I was still crying when we got there; my mother asked what was wrong. It was “nothing,” he said. Someone had splashed me and I’d “panicked.” I looked at him dumbfounded. “But Dad! You let go!” He shook his head. He said I was “making a big deal out of nothing,” and told me to stop crying. Something sank in me then, swifter than my own body in the water, down to the bottom of my heart, where it settled like a stone.


I still don’t fully understand what happened that day, either in the water or between us as father and son.

His story was implausible, less convincing than a fairy tale, but it was frightening to admit, even to myself, that he might be telling a lie. To be unable to trust him was as terrifying, in its way, as drowning. As children, we need to believe our parents; it’s impossible for us to understand they’re still struggling with childhood fears of their own.

The dilemma comes when we have to choose between them and ourselves — between their “truth” and our reality, their idea of what “love” is and our injured heart. Something we know, some feeling we have, who we are, isn’t acceptable to them. The pain of that is enormous — for a small child, it’s too great to live with. So it’s buried. We build up a defense against it. We assume a false self that fits in with their beliefs.
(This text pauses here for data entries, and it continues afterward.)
//! Persona prompt construction

use crate::state::{Message, Sender};

const PASTOR_PREAMBLE: &str = "Take on the teaching style of Jesus as a Pastor who loves Him and answer the user's questions as they explore how Jesus might respond.\n\
Act as a teacher of Jesus' words, telling one of his parables and relating it to modern times.\n\
Reference relevant gospel passages whenever possible. Please remember you are not Jesus, but a humble servant of Him.";

/// Fixed instruction text wrapped around the user's latest question.
#[derive(Debug, Clone)]
pub struct PromptTemplate {
    preamble: String,
}

impl Default for PromptTemplate {
    fn default() -> Self {
        Self {
            preamble: PASTOR_PREAMBLE.to_string(),
        }
    }
}

impl PromptTemplate {
    pub fn with_preamble(preamble: impl Into<String>) -> Self {
        Self {
            preamble: preamble.into(),
        }
    }

    pub fn preamble(&self) -> &str {
        &self.preamble
    }

    /// Build the single-turn prompt for `input`.
    pub fn render(&self, input: &str) -> String {
        self.render_with_history(&[], input)
    }

    /// Build the prompt, listing `history` (oldest first) before the query.
    pub fn render_with_history(&self, history: &[Message], input: &str) -> String {
        let mut prompt = String::new();

        prompt.push_str(&self.preamble);
        prompt.push_str("\n\n");

        if !history.is_empty() {
            prompt.push_str("Conversation so far:\n");
            for msg in history {
                match msg.sender() {
                    Sender::User => prompt.push_str(&format!("User: {}\n", msg.text())),
                    Sender::Assistant => prompt.push_str(&format!("Pastor: {}\n", msg.text())),
                }
            }
            prompt.push('\n');
        }

        prompt.push_str("User Query: ");
        prompt.push_str(input);

        prompt
    }
}

#[cfg(test)]
mod tests {
    use super::*;
    use crate::state::MessageId;

    #[test]
    fn test_render_places_query_after_persona() {
        let prompt = PromptTemplate::default().render("Why do bad things happen?");
        assert!(prompt.starts_with("Take on the teaching style of Jesus"));
        assert!(prompt.contains("parables"));
        assert!(prompt.contains("gospel passages"));
        assert!(prompt.ends_with("User Query: Why do bad things happen?"));
        assert!(!prompt.contains("Conversation so far"));
    }

    #[test]
    fn test_input_is_interpolated_verbatim() {
        let prompt = PromptTemplate::default().render("  spaced  {braces} ");
        assert!(prompt.ends_with("User Query:   spaced  {braces} "));
    }

    #[test]
    fn test_history_is_listed_in_order() {
        let history = vec![
            Message::new(MessageId::from_millis(1), Sender::User, "Who is my neighbor?"),
            Message::new(MessageId::from_millis(2), Sender::Assistant, "A man was going down to Jericho..."),
        ];
        let prompt = PromptTemplate::with_preamble("Be kind.").render_with_history(&history, "And then?");

        assert_eq!(
            prompt,
            "Be kind.\n\nConversation so far:\nUser: Who is my neighbor?\nPastor: A man was going down to Jericho...\n\nUser Query: And then?"
        );
    }
}
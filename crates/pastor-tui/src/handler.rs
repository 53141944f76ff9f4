use crate::app::App;
use crate::tui::AppEvent;
use crossterm::event::{KeyCode, KeyEvent, KeyModifiers, MouseEvent, MouseEventKind};

const WHEEL_LINES: u16 = 3;

pub async fn handle_event(app: &mut App, event: AppEvent) {
    match event {
        AppEvent::Key(key) => handle_key(app, key),
        AppEvent::Mouse(mouse) => handle_mouse(app, mouse),
        AppEvent::Resize => {}
        AppEvent::Tick => app.tick_animation(),
    }

    if app.poll_request().await.is_some() || app.follow_tail {
        app.scroll_to_bottom();
    }
}

fn handle_key(app: &mut App, key: KeyEvent) {
    if key.modifiers.contains(KeyModifiers::CONTROL) {
        match key.code {
            KeyCode::Char('c') => app.should_quit = true,
            KeyCode::Char('u') => app.scroll_up(app.half_page()),
            KeyCode::Char('d') => app.scroll_down(app.half_page()),
            _ => {}
        }
        return;
    }

    match key.code {
        KeyCode::Esc => app.should_quit = true,
        KeyCode::Enter => app.submit(),

        // Input editing
        KeyCode::Backspace => app.delete_before_cursor(),
        KeyCode::Delete => app.delete_at_cursor(),
        KeyCode::Left => app.cursor_left(),
        KeyCode::Right => app.cursor_right(),
        KeyCode::Home => app.cursor_home(),
        KeyCode::End => app.cursor_end(),
        KeyCode::Char(c) => app.insert_char(c),

        // Chat scrolling
        KeyCode::Up => app.scroll_up(1),
        KeyCode::Down => app.scroll_down(1),
        KeyCode::PageUp => app.scroll_up(app.half_page()),
        KeyCode::PageDown => app.scroll_down(app.half_page()),
        _ => {}
    }
}

fn handle_mouse(app: &mut App, mouse: MouseEvent) {
    match mouse.kind {
        MouseEventKind::ScrollUp => app.scroll_up(WHEEL_LINES),
        MouseEventKind::ScrollDown => app.scroll_down(WHEEL_LINES),
        _ => {}
    }
}
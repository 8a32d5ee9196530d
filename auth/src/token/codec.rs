use std::sync::Arc;

use chrono::Duration;
use jsonwebtoken::decode;
use jsonwebtoken::encode;
use jsonwebtoken::errors::ErrorKind;
use jsonwebtoken::Algorithm;
use jsonwebtoken::DecodingKey;
use jsonwebtoken::EncodingKey;
use jsonwebtoken::Header;
use jsonwebtoken::Validation;
use uuid::Uuid;

use super::claims::TokenClaims;
use super::claims::TokenType;
use super::clock::Clock;
use super::clock::SystemClock;
use super::errors::TokenError;

/// The view of an account a token is minted for and re-validated against.
pub trait Principal {
    /// Token subject, i.e. the username.
    fn subject(&self) -> &str;

    fn principal_id(&self) -> String;

    /// Role name embedded as the `role` claim.
    fn role(&self) -> &str;

    /// Live account status; a token never outlives an inactive account.
    fn is_active(&self) -> bool;
}

/// Independent lifetimes for the two token types.
#[derive(Debug, Clone, Copy, PartialEq, Eq)]
pub struct TokenLifetimes {
    pub access: Duration,
    pub refresh: Duration,
}

impl TokenLifetimes {
    pub fn from_secs(access_secs: i64, refresh_secs: i64) -> Self {
        Self {
            access: Duration::seconds(access_secs),
            refresh: Duration::seconds(refresh_secs),
        }
    }

    fn of(&self, token_type: TokenType) -> Duration {
        match token_type {
            TokenType::Access => self.access,
            TokenType::Refresh => self.refresh,
        }
    }
}

/// Issues and parses HS256-signed access and refresh tokens.
///
/// Issuance and parsing are pure apart from reading the clock, so one codec can be
/// shared across request handlers without synchronization.
pub struct TokenCodec {
    encoding_key: EncodingKey,
    decoding_key: DecodingKey,
    algorithm: Algorithm,
    lifetimes: TokenLifetimes,
    clock: Arc<dyn Clock>,
}

impl TokenCodec {
    /// Create a codec signing with `secret`.
    ///
    /// # Arguments
    /// * `secret` - Process-wide signing key (at least 32 bytes for HS256)
    /// * `lifetimes` - Access and refresh lifetimes
    ///
    /// # Errors
    /// * `InvalidLifetimes` - Access lifetime is not positive or refresh does not exceed it
    pub fn new(secret: &[u8], lifetimes: TokenLifetimes) -> Result<Self, TokenError> {
        if lifetimes.access <= Duration::zero() || lifetimes.refresh <= lifetimes.access {
            return Err(TokenError::InvalidLifetimes {
                access_secs: lifetimes.access.num_seconds(),
                refresh_secs: lifetimes.refresh.num_seconds(),
            });
        }

        Ok(Self {
            encoding_key: EncodingKey::from_secret(secret),
            decoding_key: DecodingKey::from_secret(secret),
            algorithm: Algorithm::HS256,
            lifetimes,
            clock: Arc::new(SystemClock),
        })
    }

    /// Replace the time source.
    pub fn with_clock(mut self, clock: Arc<dyn Clock>) -> Self {
        self.clock = clock;
        self
    }

    pub fn lifetimes(&self) -> TokenLifetimes {
        self.lifetimes
    }

    pub fn issue_access<P: Principal + ?Sized>(&self, principal: &P) -> Result<String, TokenError> {
        self.issue(principal, TokenType::Access)
    }

    pub fn issue_refresh<P: Principal + ?Sized>(
        &self,
        principal: &P,
    ) -> Result<String, TokenError> {
        self.issue(principal, TokenType::Refresh)
    }

    fn issue<P: Principal + ?Sized>(
        &self,
        principal: &P,
        token_type: TokenType,
    ) -> Result<String, TokenError> {
        let issued_at = self.clock.now();
        let expires_at = issued_at + self.lifetimes.of(token_type);

        let claims = TokenClaims {
            sub: principal.subject().to_string(),
            user_id: principal.principal_id(),
            role: principal.role().to_string(),
            authorities: vec![TokenClaims::authority_for(principal.role())],
            token_type,
            iat: issued_at.timestamp(),
            exp: expires_at.timestamp(),
            jti: Uuid::new_v4().to_string(),
        };

        encode(&Header::new(self.algorithm), &claims, &self.encoding_key)
            .map_err(|e| TokenError::EncodingFailed(e.to_string()))
    }

    /// Verify a token and return its claims.
    ///
    /// # Errors
    /// * `Malformed` - Not three base64url segments, or undecodable header/claims
    /// * `Unsupported` - Signed with an algorithm other than HS256
    /// * `SignatureInvalid` - Signature does not verify with this key
    /// * `Expired` - The clock has reached `exp`
    pub fn parse(&self, token: &str) -> Result<TokenClaims, TokenError> {
        check_structure(token)?;

        let mut validation = Validation::new(self.algorithm);
        // Expiry is checked against the injected clock below, not the system time.
        validation.validate_exp = false;
        validation.required_spec_claims.clear();
        validation.leeway = 0;

        let claims = decode::<TokenClaims>(token, &self.decoding_key, &validation)
            .map(|data| data.claims)
            .map_err(|e| {
                let error = classify(e.kind());
                tracing::debug!(error = %error, "Token rejected");
                error
            })?;

        if claims.is_expired_at(self.clock.now()) {
            tracing::debug!(subject = %claims.sub, "Token expired");
            return Err(TokenError::Expired);
        }

        Ok(claims)
    }

    /// True when the token verified but its lifetime has run out.
    ///
    /// Tokens that fail for any other reason are not reported as expired.
    pub fn is_expired(&self, token: &str) -> bool {
        matches!(self.parse(token), Err(TokenError::Expired))
    }

    /// Re-derive token validity from the live account.
    ///
    /// Subject and id must match the principal, the token must be current, and
    /// the principal must be active right now.
    pub fn validate_against<P: Principal + ?Sized>(&self, token: &str, principal: &P) -> bool {
        match self.parse(token) {
            Ok(claims) => {
                claims.sub == principal.subject()
                    && claims.user_id == principal.principal_id()
                    && principal.is_active()
            }
            Err(e) => {
                tracing::debug!(error = %e, "Token validation failed");
                false
            }
        }
    }

    /// Time left before expiry, zero for any token that does not parse.
    pub fn remaining_validity(&self, token: &str) -> Duration {
        match self.parse(token) {
            Ok(claims) => {
                let left = claims.exp - self.clock.now().timestamp();
                Duration::seconds(left.max(0))
            }
            Err(_) => Duration::zero(),
        }
    }

    /// Whether the token expires before `window` has elapsed. Unparseable tokens count as expiring.
    pub fn expires_within(&self, token: &str, window: Duration) -> bool {
        match self.parse(token) {
            Ok(claims) => claims.exp < (self.clock.now() + window).timestamp(),
            Err(_) => true,
        }
    }

    /// One-line summary of a token for diagnostics. Never includes the signature.
    pub fn describe(&self, token: &str) -> String {
        match self.parse(token) {
            Ok(claims) => format!(
                "Token[user={}, userId={}, role={}, type={}, issued={}, expires={}]",
                claims.sub, claims.user_id, claims.role, claims.token_type, claims.iat, claims.exp
            ),
            Err(e) => format!("Invalid token: {}", e),
        }
    }
}

/// Reject anything that is not `header.claims.signature` in base64url before
/// spending time on signature verification.
fn check_structure(token: &str) -> Result<(), TokenError> {
    let segments: Vec<&str> = token.split('.').collect();

    if segments.len() != 3 {
        return Err(TokenError::Malformed(format!(
            "expected 3 segments, found {}",
            segments.len()
        )));
    }

    let is_base64url =
        |s: &str| s.bytes().all(|b| b.is_ascii_alphanumeric() || b == b'-' || b == b'_');

    for (name, segment) in ["header", "claims", "signature"].iter().zip(segments) {
        if segment.is_empty() {
            return Err(TokenError::Malformed(format!("empty {} segment", name)));
        }
        if !is_base64url(segment) {
            return Err(TokenError::Malformed(format!(
                "{} segment is not base64url",
                name
            )));
        }
    }

    Ok(())
}

fn classify(kind: &ErrorKind) -> TokenError {
    match kind {
        ErrorKind::InvalidSignature => TokenError::SignatureInvalid,
        ErrorKind::ExpiredSignature => TokenError::Expired,
        ErrorKind::InvalidAlgorithm
        | ErrorKind::InvalidAlgorithmName
        | ErrorKind::MissingAlgorithm
        | ErrorKind::InvalidKeyFormat => TokenError::Unsupported(format!("{:?}", kind)),
        other => TokenError::Malformed(format!("{:?}", other)),
    }
}
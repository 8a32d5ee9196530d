use async_trait::async_trait;

use crate::account::errors::HashingError;
use crate::account::errors::StoreError;
use crate::account::models::Account;
use crate::account::models::AccountId;

/// Keyed store holding the accounts of a single kind.
///
/// Implementations enforce username and email uniqueness themselves; a violated
/// constraint is reported as `StoreError::UniqueViolation`.
#[async_trait]
pub trait AccountStore: Send + Sync + 'static {
    /// Find an account by ID.
    ///
    /// # Returns
    /// Some(Account) if found, None otherwise
    ///
    /// # Errors
    /// * `Unavailable` - Storage operation failed
    /// * `CorruptRecord` - Stored row could not be read back into an account
    async fn find_by_id(&self, id: &AccountId) -> Result<Option<Account>, StoreError>;

    /// Find an account by exact, case-sensitive username.
    async fn find_by_username(&self, username: &str) -> Result<Option<Account>, StoreError>;

    /// Find an account by email.
    async fn find_by_email(&self, email: &str) -> Result<Option<Account>, StoreError>;

    /// Insert or replace an account, keyed by its ID.
    ///
    /// # Errors
    /// * `UniqueViolation` - Username or email is held by another account
    /// * `Unavailable` - Storage operation failed
    async fn put(&self, account: Account) -> Result<Account, StoreError>;
}

/// Salted one-way hashing of account secrets.
pub trait SecretHasher: Send + Sync + 'static {
    /// Hash a raw secret into an opaque, self-describing string.
    fn hash(&self, raw: &str) -> Result<String, HashingError>;

    /// Whether `raw` matches a hash previously produced by [`SecretHasher::hash`].
    ///
    /// A mismatch is `Ok(false)`; `Err` is reserved for unreadable hashes.
    fn matches(&self, raw: &str, hash: &str) -> Result<bool, HashingError>;
}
For me, being afraid all these years of the water was safer than being afraid of my father, of acknowledging the pain of his betrayal, his unwillingness to be honest about a mistake.

How many of our fears are like this. How much pain there is in all of us, in the wounds we received as children from parents themselves too wounded to give us the love every child needs. We grow up. The wounds scab over. But life picks at the scabs; for me, it happens every year at the sea.